If your source or target requires basic authentication, store the credentials in Kubernetes secrets and reference those secret names in the workflow configuration. The process is the same on generic Kubernetes and EKS. To create a secret for the source and target, run the following commands:

kubectl create secret generic source-credentials \
  --from-literal=username=<SOURCE_USER> \
  --from-literal=password=<SOURCE_PASSWORD> \
  -n ma

kubectl create secret generic target-credentials \
  --from-literal=username=<TARGET_USER> \
  --from-literal=password=<TARGET_PASSWORD> \
  -n ma

Step 5: Install the Helm chart

The chart is at charts/aggregates/migrationAssistantWithArgo. Use one of the values files shipped in the chart to provide the public image references:

# For local Minikube/kind testing
helm install ma -n ma charts/aggregates/migrationAssistantWithArgo \
  --create-namespace \
  -f charts/aggregates/migrationAssistantWithArgo/valuesForLocalK8s.yaml

# For a generic Kubernetes cluster pulling from public ECR
helm install ma -n ma charts/aggregates/migrationAssistantWithArgo \
  --create-namespace \
  -f charts/aggregates/migrationAssistantWithArgo/valuesEks.yaml

If your nodes cannot reach public registries, mirror the images into a private registry first and copy valuesEks.yaml into your own values file with the registry prefix updated.

Step 6: Verify that the platform is running

Verify that the platform is running:

kubectl get pods -n ma

You should see the Migration Console, the Argo workflow controller, and the Argo server in Running state.

Step 7: Access the Migration Console

Access the Migration Console:

kubectl exec -it migration-console-0 -n ma -- /bin/bash

After accessing the console, the remaining steps are the same as for EKS: load the sample configuration, edit it, run a pilot migration, and then run the full workflow.

Authentication on generic Kubernetes

Migration Assistant supports the following authentication methods on generic Kubernetes.

Basic authentication

Basic authentication works the same way as EKS. Put the credentials in a Kubernetes secret and reference the secret name in authConfig.basic.secretName.

Use AWS Signature Version 4 for Amazon OpenSearch Service or Serverless

AWS Signature Version 4 is supported by the workflow configuration, but generic Kubernetes does not automatically create AWS pod identity for you.

If your source or target uses Amazon OpenSearch Service or OpenSearch Serverless, you must make AWS credentials available to two sets of pods:

  • The Migration Console pod (migration-console-0), running under the migration-console-access-role service account, which runs CLI commands such as console clusters connection-check
  • The Argo workflow executor pods, running under the argo-workflow-executor service account, which perform the actual migration steps.

On EKS, pod identity is configured automatically.
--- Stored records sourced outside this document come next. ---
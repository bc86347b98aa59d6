use std::sync::Arc;
use thiserror::Error;

/// Transport and HTTP level errors.
///
/// Struct variants carry the host, domain or URL the failure is about.
#[derive(Debug, Error, Clone)]
pub enum NetError {
    // Connection Errors
    #[error("Connection closed (TCP FIN)")]
    ConnectionClosed,
    #[error("Connection failed")]
    ConnectionFailed,
    #[error("Connection to {host}:{port} failed: {source}")]
    ConnectionFailedTo {
        host: String,
        port: u16,
        #[source]
        source: Arc<std::io::Error>,
    },
    #[error("Connection timed out")]
    ConnectionTimedOut,
    #[error("Name not resolved")]
    NameNotResolved,
    #[error("Name not resolved: {domain}: {source}")]
    NameNotResolvedFor {
        domain: String,
        #[source]
        source: Arc<dyn std::error::Error + Send + Sync>,
    },
    #[error("SSL protocol error")]
    SslProtocolError,
    #[error("SSL handshake with {host} failed: {reason}")]
    SslHandshakeFailed { host: String, reason: String },

    // HTTP Errors
    #[error("Invalid URL")]
    InvalidUrl,
    #[error("Unknown URL scheme")]
    UnknownUrlScheme,
    #[error("Invalid redirect")]
    InvalidRedirect,
    #[error("Too many redirects")]
    TooManyRedirects,
    #[error("HTTP status {status} for {url}")]
    HttpStatus { status: u16, url: String },
    #[error("Failed to read HTTP body")]
    HttpBodyError,
    #[error("Response body exceeds {limit} bytes")]
    ResponseTooLarge { limit: usize },
    #[error("Failed to parse JSON body: {0}")]
    JsonParseError(String),
    #[error("Response field missing: {0}")]
    MissingField(&'static str),
}

impl NetError {
    /// Context-rich connection failure.
    pub fn connection_failed_to(host: &str, port: u16, source: std::io::Error) -> Self {
        NetError::ConnectionFailedTo {
            host: host.to_string(),
            port,
            source: Arc::new(source),
        }
    }

    /// Context-rich DNS failure.
    pub fn dns_failed<E>(domain: &str, source: E) -> Self
    where
        E: std::error::Error + Send + Sync + 'static,
    {
        NetError::NameNotResolvedFor {
            domain: domain.to_string(),
            source: Arc::new(source),
        }
    }

    /// True for failures that happened before any byte reached the peer
    /// (resolution, connect, TLS handshake).
    pub fn is_connect(&self) -> bool {
        matches!(
            self,
            NetError::ConnectionFailed
                | NetError::ConnectionFailedTo { .. }
                | NetError::NameNotResolved
                | NetError::NameNotResolvedFor { .. }
                | NetError::SslProtocolError
                | NetError::SslHandshakeFailed { .. }
        )
    }

    /// HTTP status carried by the error, if any.
    pub fn status(&self) -> Option<u16> {
        match self {
            NetError::HttpStatus { status, .. } => Some(*status),
            _ => None,
        }
    }
}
On generic Kubernetes, you must configure credential injection yourself.

The chart includes a developer-oriented Kyverno policy that can mount local AWS credentials for certain pods, but that is not a production identity strategy.

If you are on AWS and want AWS Signature Version 4 to work without configuring credential injection manually, use Deploy on Amazon EKS.

Next steps

  1. Open the Migration Console and run console --version.
  2. Load the sample workflow with workflow configure sample --load.
  3. Run console clusters connection-check before submitting a workflow.
  4. Start with Using the Workflow CLI.